Oof, that is bad, and got no control over the fact the council went with some stupid electric boiler system in 2010 based on a 5p/kWh 'economy 2000' electricity rate being available at the time, and haven't changed it... Been a long running campaign by the affected residents it seems, eg:
https://www.google.com/amp/s/www.th...ost-5K-year-green-energy-deal-gone-wrong.html
https://www.google.com/amp/s/www.falkirkherald.co.uk/news/falkirk-villagers-turn-heat-scottishpower-says-it-will-investigate-high-bills-1326929?amp
Still, story doesn't quite add up. Over £800/month bills. Let's say that means £850/month. That's £28/day. Bit less than the 'anything from £30 to £50 a day'. However, the rest of the numbers probably do check out, being as generous as possible on the cost side:
Can estimate usage with the current 21p/kwh cap (which applies to prepayment meters which they probably have as well as normal ones, and let's assume pessimistically that the energy company has been a ******* and put the off peak rate for their tariff (their tariff has a night time rate) up to 21p as well as the peak rate). Take off say £7 for standing charges, that means the household is using 21/0.21= 100kwh/day. Could take off 20kwh for cooking on an electric stove & oven and general use, leaving 80kwh/day. Let's say the boiler is equivalent to one of the larger ones in the current Thermaflow lineup (
https://thermaflowheating.co.uk/product/th12-330u-m3-electric-boiler/) , which takes 12kW, just under 2 hrs to fully heat up and gives 400l of hot water. 80/12 = 6.7 hours/day. Let's say that means one full tank of hot water / day leaves 4.7 hours for heating use per day on average. Must have the heating on all day on the £50 days though.

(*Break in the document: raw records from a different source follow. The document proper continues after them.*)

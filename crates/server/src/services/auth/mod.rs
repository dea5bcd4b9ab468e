//! Authentication service.
//!
//! Password authentication against the operator credential file. Passwords
//! are stored as Argon2id PHC strings with a random salt per entry.

mod error;

pub use error::AuthError;

use std::path::Path;

use argon2::{
    Argon2,
    password_hash::{PasswordHash, PasswordHasher, PasswordVerifier, SaltString, rand_core::OsRng},
};
use serde::Deserialize;
use tracing::instrument;

use commande_core::{PasswordHashString, StoredCredential, Username};

use crate::store::CredentialRepository;

/// Minimum password length.
const MIN_PASSWORD_LENGTH: usize = 8;

/// One entry of a first-generation credential file, with a plaintext password.
#[derive(Debug, Deserialize)]
struct LegacyUser {
    username: String,
    password: String,
}

#[derive(Debug, Deserialize)]
struct LegacyCredentialFile {
    users: Vec<LegacyUser>,
}

/// Credential store for operator logins.
#[derive(Debug, Clone)]
pub struct CredentialStore {
    repository: CredentialRepository,
}

impl CredentialStore {
    /// Create a credential store over `repository`.
    #[must_use]
    pub const fn new(repository: CredentialRepository) -> Self {
        Self { repository }
    }

    /// The underlying repository.
    #[must_use]
    pub const fn repository(&self) -> &CredentialRepository {
        &self.repository
    }

    /// Check a username/password pair.
    ///
    /// The credential file is re-read on every attempt.
    ///
    /// # Errors
    ///
    /// Returns `AuthError::InvalidCredentials` for an unknown user, a
    /// malformed username or a wrong password, and `AuthError::Source` if
    /// the credential file is missing or corrupt.
    #[instrument(skip(self, password))]
    pub async fn authenticate(&self, username: &str, password: &str) -> Result<Username, AuthError> {
        let file = self.repository.load().await?;

        let entry = file
            .find(username)
            .ok_or(AuthError::InvalidCredentials)?;

        verify_password(password, entry.password_hash.as_str())?;

        tracing::info!(username = %entry.username, "Operator authenticated");
        Ok(entry.username.clone())
    }

    /// Register a new operator.
    ///
    /// # Errors
    ///
    /// Returns `AuthError::InvalidUsername` if the username format is invalid.
    /// Returns `AuthError::WeakPassword` if the password doesn't meet requirements.
    /// Returns `AuthError::UserAlreadyExists` if the username is already registered.
    #[instrument(skip(self, password))]
    pub async fn add_user(&self, username: &str, password: &str) -> Result<Username, AuthError> {
        let username = Username::parse(username)?;
        validate_password(password)?;

        let password_hash = hash_password(password)?;
        self.repository
            .insert(StoredCredential {
                username: username.clone(),
                password_hash,
            })
            .await?;

        Ok(username)
    }

    /// Import a first-generation plaintext credential file.
    ///
    /// Every password is hashed before it is stored. Legacy passwords are
    /// imported as-is, without the minimum length rule. Returns the imported
    /// usernames.
    ///
    /// # Errors
    ///
    /// Returns `AuthError::Legacy` if the file cannot be read or parsed,
    /// `AuthError::InvalidUsername` for a username the store cannot hold and
    /// `AuthError::UserAlreadyExists` if any user is already registered (in
    /// which case nothing is imported).
    #[instrument(skip(self))]
    pub async fn import_legacy(&self, path: &Path) -> Result<Vec<Username>, AuthError> {
        let legacy_err = |message: String| AuthError::Legacy {
            path: path.display().to_string(),
            message,
        };

        let bytes = tokio::fs::read(path)
            .await
            .map_err(|e| legacy_err(e.to_string()))?;
        let legacy: LegacyCredentialFile =
            serde_json::from_slice(&bytes).map_err(|e| legacy_err(e.to_string()))?;

        let mut entries = Vec::with_capacity(legacy.users.len());
        for user in legacy.users {
            let username = Username::parse(user.username.trim())?;
            if entries
                .iter()
                .any(|e: &StoredCredential| e.username == username)
            {
                return Err(AuthError::UserAlreadyExists(username.to_string()));
            }
            entries.push(StoredCredential {
                username,
                password_hash: hash_password(&user.password)?,
            });
        }

        let imported: Vec<Username> = entries.iter().map(|e| e.username.clone()).collect();
        self.repository.insert_many(entries).await?;

        tracing::info!(count = imported.len(), "Legacy credentials imported");
        Ok(imported)
    }
}

/// Validate password meets requirements.
fn validate_password(password: &str) -> Result<(), AuthError> {
    if password.chars().count() < MIN_PASSWORD_LENGTH {
        return Err(AuthError::WeakPassword(format!(
            "password must be at least {MIN_PASSWORD_LENGTH} characters"
        )));
    }

    Ok(())
}

/// Hash a password using Argon2id.
///
/// # Errors
///
/// Returns `AuthError::PasswordHash` if hashing fails.
pub fn hash_password(password: &str) -> Result<PasswordHashString, AuthError> {
    let salt = SaltString::generate(&mut OsRng);
    let argon2 = Argon2::default();

    argon2
        .hash_password(password.as_bytes(), &salt)
        .map(|hash| PasswordHashString::new(hash.to_string()))
        .map_err(|_| AuthError::PasswordHash)
}

/// Verify a password against a hash.
fn verify_password(password: &str, hash: &str) -> Result<(), AuthError> {
    let parsed_hash = PasswordHash::new(hash).map_err(|_| AuthError::InvalidCredentials)?;
    let argon2 = Argon2::default();

    argon2
        .verify_password(password.as_bytes(), &parsed_hash)
        .map_err(|_| AuthError::InvalidCredentials)
}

In most of the news stories the council has mentioned installing extra insulation etc, but I imagine the houses still aren't very well insulated, so an hour of heating in the morning and a few hours in the evening might well be required to keep the house warm in those periods.
Still, with some neighbours apparently paying a fair bit less can't help thinking the subject of the news story could save a fair bit of money by turning the heating down... Overall still a really bad situation the council has put some vulnerable tenants in though.